Even after eliminating any prohibitives that may facilitate sparking, it is still important in dry processing to add fire retardants to the WP. Apart from making the cellulosic insulation fire resistant, it is desirable to make the WP fire resistant as it is being processed into a finished product to prevent fire. Fires may consume WP before it is processed into a finished product. Also, fires tend to disrupt production in the plant process stream. To that end, fire retardants such as boric acid or ammonium sulfate, may be added to the WP. Traditionally, fire retardants have been added as powders, or sometimes, as liquid sprayed onto the dry WP at some point in the plant process stream. A disadvantage with adding fire retardants as liquid is that a means for drying the WP must be worked out since WP treatment plants for converting WP to cellulosic insulation tend not to have dryers.

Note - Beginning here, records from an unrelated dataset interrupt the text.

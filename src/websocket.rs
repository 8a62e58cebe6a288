//! # Session Event Feed
//!
//! Pushes coaching-session events to UI clients over WebSocket at `/ws/events`.
//!
//! ## WebSocket Protocol:
//! 1. **Connection**: The server immediately sends a `snapshot` (state + transcript so far)
//! 2. **Events**: `state_changed` and `transcript_entry` follow as they happen
//! 3. **Commands**: Clients may send `start_session` / `end_session`
//! 4. **Heartbeat**: JSON `ping` every 30 s; no sign of life for 60 s closes the socket
//!
//! ## Message Format:
//! All messages are JSON objects tagged by `type`:
//! ```json
//! {"type": "state_changed", "state": "connected", "reason": null, "session_id": "..."}
//! {"type": "transcript_entry", "id": 3, "speaker": "model", "text": "Nice pacing!"}
//! ```

use crate::coach::{CoachEvent, ConnectionState, ConnectionStateMachine};
use crate::error::AppError;
use crate::state::AppState;
use crate::transcript::TranscriptEntry;

use actix::prelude::*;
use actix_web::{web, HttpRequest, HttpResponse, ResponseError, Result as ActixResult};
use actix_web_actors::ws;
use serde::{Deserialize, Serialize};
use std::time::{Duration, Instant};
use tokio::sync::broadcast;
use tokio_stream::wrappers::errors::BroadcastStreamRecvError;
use tokio_stream::wrappers::BroadcastStream;
use tracing::{debug, error, info, warn};
use uuid::Uuid;

const HEARTBEAT_INTERVAL: Duration = Duration::from_secs(30);
const CLIENT_TIMEOUT: Duration = Duration::from_secs(60);

/// WebSocket message types for client-server communication.
#[derive(Debug, Clone, PartialEq, Serialize, Deserialize)]
#[serde(tag = "type")]
pub enum FeedMessage {
    /// Full picture, sent on connect and after the feed fell behind
    #[serde(rename = "snapshot")]
    Snapshot {
        state: ConnectionState,
        session_id: Option<Uuid>,
        last_error: Option<String>,
        transcript: Vec<TranscriptEntry>,
    },

    #[serde(rename = "state_changed")]
    StateChanged {
        state: ConnectionState,
        reason: Option<String>,
        session_id: Option<Uuid>,
    },

    #[serde(rename = "transcript_entry")]
    TranscriptEntry(TranscriptEntry),

    /// Client asks to open a coaching session
    #[serde(rename = "start_session")]
    StartSession,

    /// Client asks to end the coaching session
    #[serde(rename = "end_session")]
    EndSession,

    #[serde(rename = "error")]
    Error {
        /// Machine-readable error type
        code: String,
        message: String,
    },

    #[serde(rename = "ping")]
    Ping { timestamp: u64 },

    #[serde(rename = "pong")]
    Pong { timestamp: u64 },
}

impl From<CoachEvent> for FeedMessage {
    fn from(event: CoachEvent) -> Self {
        match event {
            CoachEvent::StateChanged {
                state,
                reason,
                session_id,
            } => FeedMessage::StateChanged {
                state,
                reason,
                session_id,
            },
            CoachEvent::TranscriptEntry(entry) => FeedMessage::TranscriptEntry(entry),
        }
    }
}

/// Send pre-serialized JSON to the client (used from spawned tasks).
#[derive(Message)]
#[rtype(result = "()")]
pub struct SendText(pub String);

/// WebSocket actor for one UI client.
pub struct EventFeedSocket {
    coach: ConnectionStateMachine,
    last_heartbeat: Instant,
}

impl EventFeedSocket {
    pub fn new(coach: ConnectionStateMachine) -> Self {
        Self {
            coach,
            last_heartbeat: Instant::now(),
        }
    }

    fn snapshot_message(&self) -> FeedMessage {
        let snapshot = self.coach.snapshot();
        FeedMessage::Snapshot {
            state: snapshot.state,
            session_id: snapshot.session_id,
            last_error: snapshot.last_error,
            transcript: self.coach.transcript(),
        }
    }

    /// Subscribe, then take the snapshot. Anything that happens after the snapshot is
    /// already queued on the returned receiver.
    fn open_feed(&self) -> (broadcast::Receiver<CoachEvent>, FeedMessage) {
        let events = self.coach.subscribe();
        (events, self.snapshot_message())
    }

    fn send(ctx: &mut ws::WebsocketContext<Self>, message: &FeedMessage) {
        match serde_json::to_string(message) {
            Ok(json) => ctx.text(json),
            Err(e) => error!("Cannot serialize feed message: {}", e),
        }
    }

    fn send_error(ctx: &mut ws::WebsocketContext<Self>, code: &str, message: &str) {
        warn!("WebSocket error {}: {}", code, message);
        Self::send(
            ctx,
            &FeedMessage::Error {
                code: code.to_string(),
                message: message.to_string(),
            },
        );
    }

    /// Run `start()` off the actor; the outcome arrives through the event stream, failures
    /// are also reported to this client.
    fn handle_start(&mut self, ctx: &mut ws::WebsocketContext<Self>) {
        let coach = self.coach.clone();
        let addr = ctx.address();

        tokio::spawn(async move {
            if let Err(err) = coach.start().await {
                let app_error = AppError::from(err);
                let code = app_error.status_code();
                let message = FeedMessage::Error {
                    code: format!("session_error_{}", code.as_u16()),
                    message: app_error.to_string(),
                };
                if let Ok(json) = serde_json::to_string(&message) {
                    addr.do_send(SendText(json));
                }
            }
        });
    }
}

fn now_millis() -> u64 {
    chrono::Utc::now().timestamp_millis().max(0) as u64
}

impl Actor for EventFeedSocket {
    type Context = ws::WebsocketContext<Self>;

    fn started(&mut self, ctx: &mut Self::Context) {
        info!("Event feed connection started");

        let (events, snapshot) = self.open_feed();
        Self::send(ctx, &snapshot);
        ctx.add_stream(BroadcastStream::new(events));

        ctx.run_interval(HEARTBEAT_INTERVAL, |act, ctx| {
            if Instant::now().duration_since(act.last_heartbeat) > CLIENT_TIMEOUT {
                warn!("WebSocket heartbeat timeout, closing connection");
                ctx.stop();
            } else {
                Self::send(ctx, &FeedMessage::Ping { timestamp: now_millis() });
            }
        });
    }

    fn stopped(&mut self, _ctx: &mut Self::Context) {
        // The session outlives its viewers; closing the feed does not stop it
        info!("Event feed connection stopped");
    }
}

/// Coaching events from the state machine.
impl StreamHandler<Result<CoachEvent, BroadcastStreamRecvError>> for EventFeedSocket {
    fn handle(&mut self, item: Result<CoachEvent, BroadcastStreamRecvError>, ctx: &mut Self::Context) {
        match item {
            Ok(event) => Self::send(ctx, &FeedMessage::from(event)),
            Err(BroadcastStreamRecvError::Lagged(missed)) => {
                warn!("Event feed fell behind by {} events, resending snapshot", missed);
                let snapshot = self.snapshot_message();
                Self::send(ctx, &snapshot);
            }
        }
    }

    fn finished(&mut self, ctx: &mut Self::Context) {
        debug!("Coach event stream ended");
        ctx.stop();
    }
}

/// Frames from the client.
impl StreamHandler<Result<ws::Message, ws::ProtocolError>> for EventFeedSocket {
    fn handle(&mut self, msg: Result<ws::Message, ws::ProtocolError>, ctx: &mut Self::Context) {
        match msg {
            Ok(ws::Message::Text(text)) => {
                self.last_heartbeat = Instant::now();
                match serde_json::from_str::<FeedMessage>(&text) {
                    Ok(FeedMessage::StartSession) => self.handle_start(ctx),
                    Ok(FeedMessage::EndSession) => {
                        // The resulting state_changed reaches every client through the stream
                        self.coach.stop();
                    }
                    Ok(FeedMessage::Ping { timestamp }) => Self::send(ctx, &FeedMessage::Pong { timestamp }),
                    Ok(FeedMessage::Pong { .. }) => {}
                    Ok(_) => {
                        warn!("Received unexpected message type from client");
                    }
                    Err(err) => {
                        Self::send_error(ctx, "invalid_json", &format!("Invalid JSON: {}", err));
                    }
                }
            }
            Ok(ws::Message::Binary(_)) => {
                Self::send_error(ctx, "unsupported", "Binary frames are not accepted on the event feed");
            }
            Ok(ws::Message::Ping(data)) => {
                ctx.pong(&data);
                self.last_heartbeat = Instant::now();
            }
            Ok(ws::Message::Pong(_)) => {
                self.last_heartbeat = Instant::now();
            }
            Ok(ws::Message::Close(reason)) => {
                info!("WebSocket closed: {:?}", reason);
                ctx.close(reason);
                ctx.stop();
            }
            Ok(ws::Message::Continuation(_)) => {
                warn!("Received unexpected continuation frame");
            }
            Ok(ws::Message::Nop) => {}
            Err(err) => {
                error!("WebSocket protocol error: {}", err);
                ctx.stop();
            }
        }
    }
}

impl Handler<SendText> for EventFeedSocket {
    type Result = ();

    fn handle(&mut self, msg: SendText, ctx: &mut Self::Context) {
        ctx.text(msg.0);
    }
}

/// WebSocket endpoint handler: upgrades the request and hands it to an `EventFeedSocket`.
pub async fn event_feed(
    req: HttpRequest,
    stream: web::Payload,
    app_state: web::Data<AppState>,
) -> ActixResult<HttpResponse> {
    info!("New event feed connection from: {:?}", req.connection_info().peer_addr());
    ws::start(EventFeedSocket::new(app_state.coach.clone()), &req, stream)
}

#[cfg(test)]
mod tests {
    use super::*;
    use crate::state::tests::test_state;
    use crate::transcript::Speaker;

    #[test]
    fn test_event_serialization() {
        let message = FeedMessage::from(CoachEvent::TranscriptEntry(TranscriptEntry {
            id: 7,
            speaker: Speaker::Model,
            text: "Nice pacing!".to_string(),
        }));

        let json: serde_json::Value = serde_json::to_value(&message).unwrap();
        assert_eq!(json["type"], "transcript_entry");
        assert_eq!(json["speaker"], "model");
        assert_eq!(json["id"], 7);

        let state = serde_json::to_value(FeedMessage::from(CoachEvent::StateChanged {
            state: ConnectionState::Error,
            reason: Some("quota exceeded".to_string()),
            session_id: None,
        }))
        .unwrap();
        assert_eq!(state["type"], "state_changed");
        assert_eq!(state["state"], "error");
        assert_eq!(state["reason"], "quota exceeded");
    }

    #[test]
    fn test_client_commands_parse() {
        let start: FeedMessage = serde_json::from_str(r#"{"type":"start_session"}"#).unwrap();
        assert_eq!(start, FeedMessage::StartSession);
        let end: FeedMessage = serde_json::from_str(r#"{"type":"end_session"}"#).unwrap();
        assert_eq!(end, FeedMessage::EndSession);
        let ping: FeedMessage = serde_json::from_str(r#"{"type":"ping","timestamp":5}"#).unwrap();
        assert_eq!(ping, FeedMessage::Ping { timestamp: 5 });
    }

    #[test]
    fn test_unknown_type_is_an_error() {
        assert!(serde_json::from_str::<FeedMessage>(r#"{"type":"audio_data"}"#).is_err());
    }

    #[tokio::test]
    async fn test_feed_sees_changes_right_after_snapshot() {
        let coach = test_state().coach;
        let socket = EventFeedSocket::new(coach.clone());

        let (mut events, snapshot) = socket.open_feed();
        assert!(matches!(
            snapshot,
            FeedMessage::Snapshot { state: ConnectionState::Idle, .. }
        ));

        coach.start().await.unwrap();
        let first = events.try_recv().unwrap();
        assert!(matches!(
            first,
            CoachEvent::StateChanged { state: ConnectionState::Connecting, .. }
        ));
        coach.stop();
    }
}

An approach to trying to eliminate some of the above-mentioned problems has been to use a Continuous Batch Fiber Recovery System (CBFRS, Regenex). This approach does not fit neatly into traditional paper industry WP treatment approaches because it comes from the laundry industry, where it has been used for more than 15 years.
In CBFRS, a tunnel washer having a battery of basic modules is used. Collectively, these modules function initially like a drum pulper, and subsequently like a de-inking washer. The modules also permit bleaching, either during de-inking or following pulping.
The basic module consists of a rotating inner cylinder and an outer screen shell. The rotating inner cylinder includes a scoop that rocks through 230° initially, then through 360°, and so transfers process WP to the next module. This continual dropping action separates prohibitives from WP to yield good fiber. The prohibitives are discharged from the end of the cylinder. The outer screen shell accepts separated good fiber during the WP bale re-pulping stage, and allows ink to pass through during any de-inking washing stage. The complete system requires some additional items, such as screens, and may be a wet lap de-watering device. A clarifier provides water closure. Ash, ink particles and other prohibitives are removed so that the water can be re-circulated to the tunnel washer. Among the disadvantage of CBFRS are equipment expense and the slowness of that process.
Thus, there remains a need for a new and improved apparatus for treating fibrous material which is sufficiently robust so as to be able to accommodate a broad spectrum of input materials and, more particularly, to an apparatus for liquid-based cellulosic fiber separation for subsequent processing into, for example, loose-fill insulation.